* REQUIRED ACTION
Filter the records below down to lines containing "time".

* EXTRACTED MATERIAL
use egui::{Align2, Color32};
use egui_plot::{HLine, Line, LineStyle, Plot, PlotPoint, PlotPoints, Points, Text};

use crate::core::oscillator::Oscillator;
use crate::core::trace::{SideGate, Trace};

const WAVE_COLOR: Color32 = Color32::from_rgb(0xff, 0x00, 0x00);
const GUIDE_COLOR: Color32 = Color32::from_rgb(0x00, 0x00, 0xff);
const LIMIT_COLOR: Color32 = Color32::from_rgb(0xaa, 0x00, 0x00);

/// Display settings of one oscilloscope; the oscillator itself is passed per draw.
#[derive(Debug, Clone, PartialEq)]
pub struct ScopeView {
    pub ticks: usize,
    /// Half height of the y range; `None` uses the oscillator amplitude.
    pub max_y: Option<f64>,
    pub display_ticks: bool,
    pub spaced_x_labels: Vec<String>,
    /// Cycle length used for side gating, the gate bucket is half of it.
    pub period: f64,
    pub active_side: Option<u8>,
    /// Joint limits drawn as solid lines, if any.
    pub limits: Option<(f64, f64)>,
    pub height: f32,
}

impl Default for ScopeView {
    fn default() -> Self {
        Self {
            ticks: 1000,
            max_y: None,
            display_ticks: false,
            spaced_x_labels: Vec::new(),
            period: 1000.0,
            active_side: None,
            limits: None,
            height: 120.0,
        }
    }
}

impl ScopeView {
    /// Scope over `ticks` samples with a fixed y range and tick labels.
    pub fn ticked(ticks: usize, max_y: f64) -> Self {
        Self {
            ticks,
            max_y: Some(max_y),
            display_ticks: true,
            period: ticks as f64,
            ..Self::default()
        }
    }

    pub fn gate(&self) -> Option<SideGate> {
        self.active_side
            .map(|side| SideGate::new(side, self.period / 2.0))
    }

    pub fn resolved_max_y(&self, osc: &Oscillator) -> f64 {
        self.max_y.unwrap_or_else(|| osc.amplitude())
    }

    pub fn sample(&self, osc: &Oscillator, time: f64) -> Trace {
        Trace::sample(osc, time, self.ticks, self.gate())
    }
}

fn trim_label(v: f64) -> String {
    let s = format!("{v}");
    s.strip_suffix(".0").map(str::to_string).unwrap_or(s)
}

/// Draws the oscillator window starting at `time`: zero and ±max guides, the
/// waveform and a marker at the current value.
pub fn scope(ui: &mut egui::Ui, id: &str, view: &ScopeView, osc: &Oscillator, time: f64) {
    let trace = view.sample(osc, time);
    let max_y = view.resolved_max_y(osc);
    let ticks = view.ticks.max(1) as f64;

    Plot::new(id)
        .height(view.height)
        .allow_scroll(false)
        .allow_drag(false)
        .allow_zoom(false)
        .allow_boxed_zoom(false)
        .show_axes([false, false])
        .show_grid(false)
        .include_x(0.0)
        .include_x(ticks)
        .include_y(-max_y * 1.1)
        .include_y(max_y * 1.1)
        .show(ui, |plot_ui| {
            let dashed = LineStyle::dashed_loose();
            plot_ui.hline(HLine::new("zero", 0.0).color(GUIDE_COLOR).width(0.5).style(dashed));
            plot_ui.hline(HLine::new("max", max_y).color(GUIDE_COLOR).width(0.5).style(dashed));
            plot_ui.hline(HLine::new("min", -max_y).color(GUIDE_COLOR).width(0.5).style(dashed));

            if let Some((lo, hi)) = view.limits {
                plot_ui.hline(HLine::new("lower limit", lo).color(LIMIT_COLOR));
                plot_ui.hline(HLine::new("upper limit", hi).color(LIMIT_COLOR));
            }

            for (y, label) in [(0.0, "0".to_string()), (max_y, trim_label(max_y)), (-max_y, trim_label(-max_y))] {
                plot_ui.text(
                    Text::new(label.clone(), PlotPoint::new(0.0, y), label)
                        .anchor(Align2::LEFT_CENTER)
                        .color(Color32::BLACK),
                );
            }

            if view.display_ticks {
                plot_ui.text(
                    Text::new("start", PlotPoint::new(0.0, -max_y * 1.1), "0 ticks")
                        .anchor(Align2::LEFT_BOTTOM),
                );
                plot_ui.text(
                    Text::new("end", PlotPoint::new(ticks, -max_y * 1.1), format!("{} ticks", view.ticks))
                        .anchor(Align2::RIGHT_BOTTOM),
                );
            }

            if view.spaced_x_labels.len() > 1 {
                let interval = ticks / (view.spaced_x_labels.len() - 1) as f64;
                for (i, label) in view.spaced_x_labels.iter().enumerate() {
                    plot_ui.text(
                        Text::new(label.clone(), PlotPoint::new(i as f64 * interval, -max_y * 1.05), label.clone())
                            .anchor(Align2::CENTER_BOTTOM),
                    );
                }
            }

            let points: PlotPoints = trace.scaled_points(1.0, 1.0).collect();
            plot_ui.line(Line::new("wave", points).color(WAVE_COLOR).width(1.0));

            if let Some(head) = trace.head {
                plot_ui.points(
                    Points::new("now", vec![[0.0, head]])
                        .radius(5.0)
                        .filled(true)
                        .color(WAVE_COLOR),
                );
            }
        });
}

#[cfg(test)]
mod tests {
    use super::*;

    #[test]
    fn default_view_follows_oscillator_amplitude() {
        let osc = Oscillator::new(0.3, 0.0, 0.0, 1000.0, 0.0).unwrap();
        let view = ScopeView::default();
        assert_eq!(view.resolved_max_y(&osc), 0.3);
        assert_eq!(view.gate(), None);
        assert_eq!(ScopeView::ticked(2000, 2.0).resolved_max_y(&osc), 2.0);
    }

    #[test]
    fn gate_bucket_is_half_the_period() {
        let view = ScopeView {
            period: 1000.0,
            active_side: Some(1),
            ..ScopeView::default()
        };
        assert_eq!(view.gate(), Some(SideGate::new(1, 500.0)));
        let osc = Oscillator::default();
        let trace = view.sample(&osc, 0.0);
        assert_eq!(trace.head, None);
        assert_eq!(trace.samples[499], 0.0);
        assert_eq!(trace.samples[500], osc.value_at(500.0));
    }

    #[test]
    fn labels_drop_trailing_zero() {
        assert_eq!(trim_label(2.0), "2");
        assert_eq!(trim_label(-0.5), "-0.5");
    }
}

* THE COMPLETED TASK
    pub fn sample(&self, osc: &Oscillator, time: f64) -> Trace {
        Trace::sample(osc, time, self.ticks, self.gate())
/// Draws the oscillator window starting at `time`: zero and ±max guides, the
pub fn scope(ui: &mut egui::Ui, id: &str, view: &ScopeView, osc: &Oscillator, time: f64) {
    let trace = view.sample(osc, time);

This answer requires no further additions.